Listed records ▸
_ _ _ _ _

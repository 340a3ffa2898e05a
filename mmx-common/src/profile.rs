//! Emotion profiles
//!
//! Static per-emotion configuration driving content fetches: seed genres for
//! targeted recommendations, broader genre tags for fallback searches, and the
//! valence/energy targets a track should land near.
//!
//! The table is built once at startup (built-in defaults plus optional TOML
//! overrides) and never mutated afterwards.

use serde::{Deserialize, Serialize};
use std::collections::HashMap;
use tracing::warn;

/// Label every unknown emotion falls back to
pub const FALLBACK_PROFILE: &str = "neutral";

/// Valence/energy targets and bounds for a content fetch
///
/// All values are on the catalog's 0.0-1.0 scale. Missing bounds mean the full
/// range is acceptable.
#[derive(Debug, Clone, PartialEq, Serialize, Deserialize)]
pub struct MoodTargets {
    #[serde(default = "default_target")]
    pub target_valence: f32,
    #[serde(default = "default_target")]
    pub target_energy: f32,
    #[serde(default, skip_serializing_if = "Option::is_none")]
    pub min_valence: Option<f32>,
    #[serde(default, skip_serializing_if = "Option::is_none")]
    pub max_valence: Option<f32>,
    #[serde(default, skip_serializing_if = "Option::is_none")]
    pub min_energy: Option<f32>,
    #[serde(default, skip_serializing_if = "Option::is_none")]
    pub max_energy: Option<f32>,
}

fn default_target() -> f32 {
    0.5
}

impl Default for MoodTargets {
    fn default() -> Self {
        Self {
            target_valence: default_target(),
            target_energy: default_target(),
            min_valence: None,
            max_valence: None,
            min_energy: None,
            max_energy: None,
        }
    }
}

impl MoodTargets {
    /// Effective (min, max) valence range
    pub fn valence_range(&self) -> (f32, f32) {
        (
            self.min_valence.unwrap_or(0.0),
            self.max_valence.unwrap_or(1.0),
        )
    }

    /// Effective (min, max) energy range
    pub fn energy_range(&self) -> (f32, f32) {
        (self.min_energy.unwrap_or(0.0), self.max_energy.unwrap_or(1.0))
    }

    /// True if a track with these features falls inside every bound
    pub fn accepts(&self, valence: f32, energy: f32) -> bool {
        let (min_v, max_v) = self.valence_range();
        let (min_e, max_e) = self.energy_range();
        (min_v..=max_v).contains(&valence) && (min_e..=max_e).contains(&energy)
    }

    /// Euclidean distance from the targets, used to rank candidates
    pub fn distance(&self, valence: f32, energy: f32) -> f32 {
        let dv = valence - self.target_valence;
        let de = energy - self.target_energy;
        (dv * dv + de * de).sqrt()
    }
}

/// Content-fetch configuration for one emotion
#[derive(Debug, Clone, PartialEq, Serialize, Deserialize)]
pub struct EmotionProfile {
    /// Broad genre tags searched one by one when targeted fetches come up short
    pub genres: Vec<String>,
    /// Seed genres for the targeted recommendation fetch
    pub seed_genres: Vec<String>,
    #[serde(flatten)]
    pub mood: MoodTargets,
}

impl EmotionProfile {
    fn new(genres: &[&str], seed_genres: &[&str], mood: MoodTargets) -> Self {
        Self {
            genres: genres.iter().map(|g| g.to_string()).collect(),
            seed_genres: seed_genres.iter().map(|g| g.to_string()).collect(),
            mood,
        }
    }

    /// Key identifying this profile's seed tuple ("pop_dance_disco")
    pub fn seed_key(&self) -> String {
        self.seed_genres.join("_")
    }
}

/// Immutable map from normalized emotion label to profile
#[derive(Debug, Clone)]
pub struct ProfileTable {
    profiles: HashMap<String, EmotionProfile>,
}

impl ProfileTable {
    /// Built-in profiles for every classifier emotion
    pub fn builtin() -> Self {
        let mut profiles = HashMap::new();

        profiles.insert(
            "happy".to_string(),
            EmotionProfile::new(
                &["pop", "dance pop", "happy", "funk"],
                &["pop", "dance", "disco"],
                MoodTargets {
                    target_valence: 0.8,
                    target_energy: 0.8,
                    min_valence: Some(0.6),
                    ..MoodTargets::default()
                },
            ),
        );
        profiles.insert(
            "sad".to_string(),
            EmotionProfile::new(
                &["indie", "acoustic", "piano", "sad"],
                &["acoustic", "piano", "indie"],
                MoodTargets {
                    target_valence: 0.3,
                    target_energy: 0.4,
                    max_valence: Some(0.4),
                    ..MoodTargets::default()
                },
            ),
        );
        profiles.insert(
            "angry".to_string(),
            EmotionProfile::new(
                &["rock", "metal", "punk", "hard-rock"],
                &["rock", "metal"],
                MoodTargets {
                    target_valence: 0.4,
                    target_energy: 0.9,
                    min_energy: Some(0.7),
                    ..MoodTargets::default()
                },
            ),
        );
        profiles.insert(
            "disgust".to_string(),
            EmotionProfile::new(
                &["metal", "industrial", "hardcore"],
                &["metal", "industrial"],
                MoodTargets {
                    target_valence: 0.3,
                    target_energy: 0.9,
                    min_energy: Some(0.7),
                    ..MoodTargets::default()
                },
            ),
        );
        profiles.insert(
            "fear".to_string(),
            EmotionProfile::new(
                &["electronic", "ambient", "dark"],
                &["ambient", "electronic"],
                MoodTargets {
                    target_valence: 0.3,
                    target_energy: 0.5,
                    max_valence: Some(0.5),
                    ..MoodTargets::default()
                },
            ),
        );
        profiles.insert(
            "surprise".to_string(),
            EmotionProfile::new(
                &["jazz", "funk", "electronic"],
                &["jazz", "funk"],
                MoodTargets {
                    target_valence: 0.6,
                    target_energy: 0.7,
                    min_energy: Some(0.5),
                    ..MoodTargets::default()
                },
            ),
        );
        profiles.insert(
            FALLBACK_PROFILE.to_string(),
            EmotionProfile::new(
                &["chill", "ambient", "lofi", "study"],
                &["chill", "study music"],
                MoodTargets {
                    target_valence: 0.5,
                    target_energy: 0.5,
                    min_valence: Some(0.3),
                    max_valence: Some(0.7),
                    ..MoodTargets::default()
                },
            ),
        );

        Self { profiles }
    }

    /// Replace or add profiles from configuration
    ///
    /// Keys are normalized to lowercase. The fallback profile can be replaced
    /// but never removed.
    pub fn with_overrides(mut self, overrides: HashMap<String, EmotionProfile>) -> Self {
        for (label, profile) in overrides {
            self.profiles.insert(label.trim().to_lowercase(), profile);
        }
        self
    }

    /// Profile for an exact normalized label
    pub fn get(&self, label: &str) -> Option<&EmotionProfile> {
        self.profiles.get(label)
    }

    pub fn contains(&self, label: &str) -> bool {
        self.profiles.contains_key(label)
    }

    /// Resolve a normalized label, substituting the fallback profile for
    /// unknown labels
    ///
    /// Returns the key actually used together with its profile.
    pub fn resolve<'a>(&'a self, label: &'a str) -> (&'a str, &'a EmotionProfile) {
        if let Some(profile) = self.profiles.get(label) {
            return (label, profile);
        }

        warn!(
            emotion = %label,
            fallback = FALLBACK_PROFILE,
            "Emotion not in profile table, using fallback profile"
        );
        // builtin() always inserts the fallback and overrides never remove it
        (FALLBACK_PROFILE, &self.profiles[FALLBACK_PROFILE])
    }

    pub fn labels(&self) -> impl Iterator<Item = &str> {
        self.profiles.keys().map(String::as_str)
    }

    pub fn len(&self) -> usize {
        self.profiles.len()
    }

    pub fn is_empty(&self) -> bool {
        self.profiles.is_empty()
    }
}

impl Default for ProfileTable {
    fn default() -> Self {
        Self::builtin()
    }
}
//! Build script for mmx-rec
//!
//! Captures build identification logged at startup:
//! - Git commit hash (short form)
//! - Build timestamp
//! - Build profile (debug/release)

use std::process::Command;

fn main() {
    let git_hash = Command::new("git")
        .args(["rev-parse", "--short=8", "HEAD"])
        .output()
        .ok()
        .filter(|output| output.status.success())
        .and_then(|output| String::from_utf8(output.stdout).ok())
        .map(|s| s.trim().to_string())
        .unwrap_or_else(|| "unknown".to_string());

    // ISO 8601 with local offset, e.g. 2025-10-26T14:30:45-05:00
    let build_timestamp = chrono::Local::now().to_rfc3339_opts(chrono::SecondsFormat::Secs, false);

    let profile = std::env::var("PROFILE").unwrap_or_else(|_| "unknown".to_string());

    println!("cargo:rustc-env=GIT_HASH={}", git_hash);
    println!("cargo:rustc-env=BUILD_TIMESTAMP={}", build_timestamp);
    println!("cargo:rustc-env=BUILD_PROFILE={}", profile);
}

_ _ _ _ _

Your task ▸ Work out how many lines in the listing above hold the word "every", and answer only with that number.

Reply ▸ 3